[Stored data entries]
━━━━━━━━━━━━━━━━━━━━━━━━━━━━━━
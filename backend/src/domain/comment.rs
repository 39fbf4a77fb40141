//! Comments and the commented-article aggregate.

use std::fmt;

use chrono::{DateTime, Utc};
use serde::Serialize;

use super::{Article, Email};

/// Validation errors raised by [`CommentedArticle::add_comment`].
#[derive(Debug, Clone, PartialEq, Eq, thiserror::Error)]
pub enum CommentValidationError {
    /// The comment body is blank.
    #[error("comment body must not be empty")]
    EmptyBody,
}

/// Storage-assigned comment identifier. Monotonic and never reused.
#[derive(Debug, Clone, Copy, PartialEq, Eq, PartialOrd, Ord, Hash, Serialize)]
#[serde(transparent)]
pub struct CommentId(i64);

impl CommentId {
    /// Wrap a raw identifier.
    pub const fn new(id: i64) -> Self {
        Self(id)
    }

    /// Raw identifier value.
    pub const fn get(self) -> i64 {
        self.0
    }
}

impl fmt::Display for CommentId {
    fn fmt(&self, f: &mut fmt::Formatter<'_>) -> fmt::Result {
        write!(f, "{}", self.0)
    }
}

/// A stored comment.
#[derive(Debug, Clone, PartialEq, Eq, Serialize)]
#[serde(rename_all = "camelCase")]
pub struct Comment {
    id: CommentId,
    body: String,
    author_email: Email,
    created_at: DateTime<Utc>,
}

impl Comment {
    pub(crate) fn restore(
        id: CommentId,
        body: String,
        author_email: Email,
        created_at: DateTime<Utc>,
    ) -> Self {
        Self {
            id,
            body,
            author_email,
            created_at,
        }
    }

    /// Storage identifier.
    pub fn id(&self) -> CommentId {
        self.id
    }

    /// Comment text.
    pub fn body(&self) -> &str {
        self.body.as_str()
    }

    /// Email of the commenting user.
    pub fn author_email(&self) -> &Email {
        &self.author_email
    }

    /// Creation time (UTC).
    pub fn created_at(&self) -> DateTime<Utc> {
        self.created_at
    }
}

/// A comment queued by [`CommentedArticle::add_comment`] awaiting storage.
#[derive(Debug, Clone, PartialEq, Eq)]
pub struct CommentDraft {
    body: String,
    author_email: Email,
}

impl CommentDraft {
    /// Comment text.
    pub fn body(&self) -> &str {
        self.body.as_str()
    }

    /// Email of the commenting user.
    pub fn author_email(&self) -> &Email {
        &self.author_email
    }
}

/// An article with its ordered comment thread.
///
/// Stored comments keep insertion (id) order. New comments are queued as
/// drafts and receive their id and timestamp when the repository persists
/// the aggregate; stored comments missing from the list at that point are
/// deleted.
#[derive(Debug, Clone, PartialEq, Eq)]
pub struct CommentedArticle {
    /// The commented article.
    pub article: Article,
    comments: Vec<Comment>,
    pending: Vec<CommentDraft>,
}

impl CommentedArticle {
    pub(crate) fn new(article: Article, comments: Vec<Comment>) -> Self {
        Self {
            article,
            comments,
            pending: Vec::new(),
        }
    }

    /// Stored comments in insertion order.
    pub fn comments(&self) -> &[Comment] {
        &self.comments
    }

    /// Drafts waiting to be persisted, in the order they were added.
    pub fn pending_comments(&self) -> &[CommentDraft] {
        &self.pending
    }

    /// Queue a new comment by `author_email`.
    ///
    /// The author's existence is checked when the aggregate is persisted.
    pub fn add_comment(
        &mut self,
        body: impl Into<String>,
        author_email: Email,
    ) -> Result<(), CommentValidationError> {
        let body = body.into();
        if body.trim().is_empty() {
            return Err(CommentValidationError::EmptyBody);
        }
        self.pending.push(CommentDraft { body, author_email });
        Ok(())
    }

    /// Remove the stored comment with `id`. Absent ids are ignored.
    pub fn remove_comment(&mut self, id: CommentId) {
        self.comments.retain(|comment| comment.id != id);
    }
}

#[cfg(test)]
mod tests {
    use super::*;
    use rstest::{fixture, rstest};

    fn email(raw: &str) -> Email {
        Email::new(raw).expect("valid email")
    }

    #[fixture]
    fn commented() -> CommentedArticle {
        let article = Article::new(
            "Tedious Title",
            "tedious description",
            "tedious body",
            email("author@envious.com"),
            ["tedious one"],
        )
        .expect("valid article");
        let stored = vec![
            Comment::restore(
                CommentId::new(1),
                "first".to_owned(),
                email("user@simplistic.com"),
                DateTime::<Utc>::default(),
            ),
            Comment::restore(
                CommentId::new(2),
                "second".to_owned(),
                email("user@simplistic.com"),
                DateTime::<Utc>::default(),
            ),
        ];
        CommentedArticle::new(article, stored)
    }

    #[rstest]
    fn add_comment_queues_a_draft(mut commented: CommentedArticle) {
        commented
            .add_comment("enchanting body", email("user@simplistic.com"))
            .expect("valid comment");

        assert_eq!(commented.comments().len(), 2);
        let drafts = commented.pending_comments();
        assert_eq!(drafts.len(), 1);
        assert_eq!(drafts[0].body(), "enchanting body");
    }

    #[rstest]
    fn blank_comments_are_rejected(mut commented: CommentedArticle) {
        assert_eq!(
            commented.add_comment("  ", email("user@simplistic.com")),
            Err(CommentValidationError::EmptyBody)
        );
        assert!(commented.pending_comments().is_empty());
    }

    #[rstest]
    fn remove_comment_is_idempotent(mut commented: CommentedArticle) {
        commented.remove_comment(CommentId::new(1));
        commented.remove_comment(CommentId::new(1));
        commented.remove_comment(CommentId::new(99));

        let ids: Vec<_> = commented.comments().iter().map(Comment::id).collect();
        assert_eq!(ids, vec![CommentId::new(2)]);
    }
}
━━━━━━━━━━━━━━━━━━━━━━━━━━━━━━
■ Exercise ■
Among the entries, find each line that includes the string "CommentValidationError" and copy it.

■ Answer box ■
pub enum CommentValidationError {
    ) -> Result<(), CommentValidationError> {
            return Err(CommentValidationError::EmptyBody);
            Err(CommentValidationError::EmptyBody)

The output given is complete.